> _What is being asked_: Beginning with the line containing "result(s) downgraded: instances" and ending with the last line of the entries below, copy each line exactly and nothing else.

[Source data]
++++++++++++++++++++

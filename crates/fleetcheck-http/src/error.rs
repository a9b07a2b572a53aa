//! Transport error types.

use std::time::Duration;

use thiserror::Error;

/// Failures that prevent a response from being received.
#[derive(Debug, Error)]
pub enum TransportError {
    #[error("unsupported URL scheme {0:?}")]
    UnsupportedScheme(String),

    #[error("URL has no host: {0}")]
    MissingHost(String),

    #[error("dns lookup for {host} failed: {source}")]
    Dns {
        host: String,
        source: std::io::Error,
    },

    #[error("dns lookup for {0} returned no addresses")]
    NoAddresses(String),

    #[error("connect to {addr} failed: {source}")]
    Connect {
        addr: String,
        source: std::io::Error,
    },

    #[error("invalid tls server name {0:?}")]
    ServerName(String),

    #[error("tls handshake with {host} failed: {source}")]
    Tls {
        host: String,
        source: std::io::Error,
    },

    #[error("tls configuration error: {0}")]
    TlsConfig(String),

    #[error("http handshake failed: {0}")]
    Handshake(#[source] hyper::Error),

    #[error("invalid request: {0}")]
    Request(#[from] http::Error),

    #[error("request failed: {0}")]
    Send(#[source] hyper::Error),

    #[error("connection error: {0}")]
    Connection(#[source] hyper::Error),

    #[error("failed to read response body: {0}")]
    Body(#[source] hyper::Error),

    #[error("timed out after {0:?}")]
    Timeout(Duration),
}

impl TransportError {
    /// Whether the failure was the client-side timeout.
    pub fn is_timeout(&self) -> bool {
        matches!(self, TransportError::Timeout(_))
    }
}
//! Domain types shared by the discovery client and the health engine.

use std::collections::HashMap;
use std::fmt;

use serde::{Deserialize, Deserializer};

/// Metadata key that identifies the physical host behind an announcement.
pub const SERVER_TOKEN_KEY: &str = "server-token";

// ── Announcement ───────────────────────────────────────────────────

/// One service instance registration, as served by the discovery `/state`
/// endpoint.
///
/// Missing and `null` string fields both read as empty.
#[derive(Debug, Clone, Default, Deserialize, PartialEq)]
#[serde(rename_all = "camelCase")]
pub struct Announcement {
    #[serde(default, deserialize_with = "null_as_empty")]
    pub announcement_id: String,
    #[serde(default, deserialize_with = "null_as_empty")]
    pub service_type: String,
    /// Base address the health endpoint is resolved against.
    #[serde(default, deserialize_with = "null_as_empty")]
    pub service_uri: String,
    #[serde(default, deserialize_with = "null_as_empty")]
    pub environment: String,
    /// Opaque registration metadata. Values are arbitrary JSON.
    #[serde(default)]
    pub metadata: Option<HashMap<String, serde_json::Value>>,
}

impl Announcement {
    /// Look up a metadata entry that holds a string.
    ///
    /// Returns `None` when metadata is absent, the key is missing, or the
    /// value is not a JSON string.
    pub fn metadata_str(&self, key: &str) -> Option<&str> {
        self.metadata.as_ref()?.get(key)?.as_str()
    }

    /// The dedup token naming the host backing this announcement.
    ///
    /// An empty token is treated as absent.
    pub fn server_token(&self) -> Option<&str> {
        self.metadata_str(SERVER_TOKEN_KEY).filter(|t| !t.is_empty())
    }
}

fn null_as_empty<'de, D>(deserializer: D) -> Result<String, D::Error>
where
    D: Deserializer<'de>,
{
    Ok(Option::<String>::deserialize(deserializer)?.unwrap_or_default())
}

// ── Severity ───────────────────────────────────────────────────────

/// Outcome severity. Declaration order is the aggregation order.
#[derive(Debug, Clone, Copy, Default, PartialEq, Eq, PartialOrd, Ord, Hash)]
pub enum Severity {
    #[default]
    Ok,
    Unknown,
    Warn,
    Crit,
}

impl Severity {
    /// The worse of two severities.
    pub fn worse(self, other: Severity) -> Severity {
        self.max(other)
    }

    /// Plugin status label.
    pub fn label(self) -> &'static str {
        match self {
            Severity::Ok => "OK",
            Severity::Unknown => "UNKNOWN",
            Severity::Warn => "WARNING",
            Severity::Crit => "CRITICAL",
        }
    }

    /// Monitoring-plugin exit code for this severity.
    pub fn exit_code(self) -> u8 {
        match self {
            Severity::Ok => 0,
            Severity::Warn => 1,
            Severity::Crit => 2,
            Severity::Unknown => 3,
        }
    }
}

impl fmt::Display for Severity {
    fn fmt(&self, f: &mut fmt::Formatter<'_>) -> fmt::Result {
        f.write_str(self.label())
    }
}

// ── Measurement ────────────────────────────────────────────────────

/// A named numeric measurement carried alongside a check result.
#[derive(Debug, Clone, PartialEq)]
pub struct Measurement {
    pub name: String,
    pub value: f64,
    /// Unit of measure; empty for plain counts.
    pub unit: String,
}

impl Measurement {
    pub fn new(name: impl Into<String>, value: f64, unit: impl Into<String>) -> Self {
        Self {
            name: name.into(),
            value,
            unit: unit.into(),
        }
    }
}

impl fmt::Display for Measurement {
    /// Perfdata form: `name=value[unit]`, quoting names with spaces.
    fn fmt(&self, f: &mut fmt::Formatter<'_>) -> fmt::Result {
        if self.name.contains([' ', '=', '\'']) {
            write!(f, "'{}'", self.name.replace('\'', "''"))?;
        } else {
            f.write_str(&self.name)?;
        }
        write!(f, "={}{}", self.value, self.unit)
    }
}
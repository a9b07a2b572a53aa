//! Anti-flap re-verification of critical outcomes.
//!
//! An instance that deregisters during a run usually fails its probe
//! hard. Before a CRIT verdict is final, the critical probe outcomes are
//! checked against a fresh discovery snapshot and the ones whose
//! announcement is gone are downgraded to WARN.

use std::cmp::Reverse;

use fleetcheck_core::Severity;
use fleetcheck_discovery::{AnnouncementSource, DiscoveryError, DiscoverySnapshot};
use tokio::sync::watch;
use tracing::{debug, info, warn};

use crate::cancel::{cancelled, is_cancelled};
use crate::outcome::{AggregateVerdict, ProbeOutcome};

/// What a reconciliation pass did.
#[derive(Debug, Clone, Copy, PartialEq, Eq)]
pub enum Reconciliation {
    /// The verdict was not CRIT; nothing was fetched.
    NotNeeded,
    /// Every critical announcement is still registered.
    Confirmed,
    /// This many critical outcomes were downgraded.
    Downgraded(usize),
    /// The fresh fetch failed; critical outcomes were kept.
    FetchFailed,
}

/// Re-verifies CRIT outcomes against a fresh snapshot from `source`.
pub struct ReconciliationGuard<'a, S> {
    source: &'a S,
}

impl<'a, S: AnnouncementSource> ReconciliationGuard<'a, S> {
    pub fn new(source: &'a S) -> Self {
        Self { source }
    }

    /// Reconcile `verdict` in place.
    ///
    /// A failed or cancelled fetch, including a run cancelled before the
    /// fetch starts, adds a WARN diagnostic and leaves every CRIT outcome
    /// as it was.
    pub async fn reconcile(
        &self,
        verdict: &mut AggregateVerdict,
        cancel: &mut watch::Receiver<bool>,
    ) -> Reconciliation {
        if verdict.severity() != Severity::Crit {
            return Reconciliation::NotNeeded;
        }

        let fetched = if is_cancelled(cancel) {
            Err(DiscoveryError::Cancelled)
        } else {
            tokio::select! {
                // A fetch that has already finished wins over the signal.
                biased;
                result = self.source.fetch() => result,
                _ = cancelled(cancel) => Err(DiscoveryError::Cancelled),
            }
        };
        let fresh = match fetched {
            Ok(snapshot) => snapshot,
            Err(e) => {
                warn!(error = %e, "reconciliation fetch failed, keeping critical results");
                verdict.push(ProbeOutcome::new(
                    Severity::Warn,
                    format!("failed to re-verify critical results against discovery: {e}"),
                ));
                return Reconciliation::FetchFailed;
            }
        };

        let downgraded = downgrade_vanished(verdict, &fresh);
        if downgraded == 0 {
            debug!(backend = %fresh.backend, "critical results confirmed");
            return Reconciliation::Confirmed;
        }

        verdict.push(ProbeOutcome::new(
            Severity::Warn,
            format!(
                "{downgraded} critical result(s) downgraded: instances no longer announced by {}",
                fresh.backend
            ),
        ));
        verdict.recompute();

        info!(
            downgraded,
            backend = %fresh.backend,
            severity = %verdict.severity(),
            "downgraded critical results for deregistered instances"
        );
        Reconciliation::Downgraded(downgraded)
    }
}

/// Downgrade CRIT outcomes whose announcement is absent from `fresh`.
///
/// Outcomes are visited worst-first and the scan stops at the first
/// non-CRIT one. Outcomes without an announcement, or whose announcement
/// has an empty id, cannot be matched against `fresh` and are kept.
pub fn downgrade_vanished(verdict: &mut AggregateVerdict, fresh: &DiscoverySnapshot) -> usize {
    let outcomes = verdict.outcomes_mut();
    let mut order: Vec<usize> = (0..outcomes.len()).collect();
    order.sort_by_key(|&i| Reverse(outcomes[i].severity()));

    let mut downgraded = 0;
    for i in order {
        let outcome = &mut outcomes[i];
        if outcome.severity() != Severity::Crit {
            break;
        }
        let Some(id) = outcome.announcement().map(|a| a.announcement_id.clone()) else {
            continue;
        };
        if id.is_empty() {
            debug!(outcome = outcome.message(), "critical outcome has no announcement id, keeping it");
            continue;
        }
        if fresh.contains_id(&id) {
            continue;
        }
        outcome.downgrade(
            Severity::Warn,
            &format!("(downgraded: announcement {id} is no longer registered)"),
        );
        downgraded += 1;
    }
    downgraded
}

++++++++++++++++++++

> _Answer_:
                "{downgraded} critical result(s) downgraded: instances no longer announced by {}",
                fresh.backend
            ),
        ));
        verdict.recompute();

        info!(
            downgraded,
            backend = %fresh.backend,
            severity = %verdict.severity(),
            "downgraded critical results for deregistered instances"
        );
        Reconciliation::Downgraded(downgraded)
    }
}

/// Downgrade CRIT outcomes whose announcement is absent from `fresh`.
///
/// Outcomes are visited worst-first and the scan stops at the first
/// non-CRIT one. Outcomes without an announcement, or whose announcement
/// has an empty id, cannot be matched against `fresh` and are kept.
pub fn downgrade_vanished(verdict: &mut AggregateVerdict, fresh: &DiscoverySnapshot) -> usize {
    let outcomes = verdict.outcomes_mut();
    let mut order: Vec<usize> = (0..outcomes.len()).collect();
    order.sort_by_key(|&i| Reverse(outcomes[i].severity()));

    let mut downgraded = 0;
    for i in order {
        let outcome = &mut outcomes[i];
        if outcome.severity() != Severity::Crit {
            break;
        }
        let Some(id) = outcome.announcement().map(|a| a.announcement_id.clone()) else {
            continue;
        };
        if id.is_empty() {
            debug!(outcome = outcome.message(), "critical outcome has no announcement id, keeping it");
            continue;
        }
        if fresh.contains_id(&id) {
            continue;
        }
        outcome.downgrade(
            Severity::Warn,
            &format!("(downgraded: announcement {id} is no longer registered)"),
        );
        downgraded += 1;
    }
    downgraded
}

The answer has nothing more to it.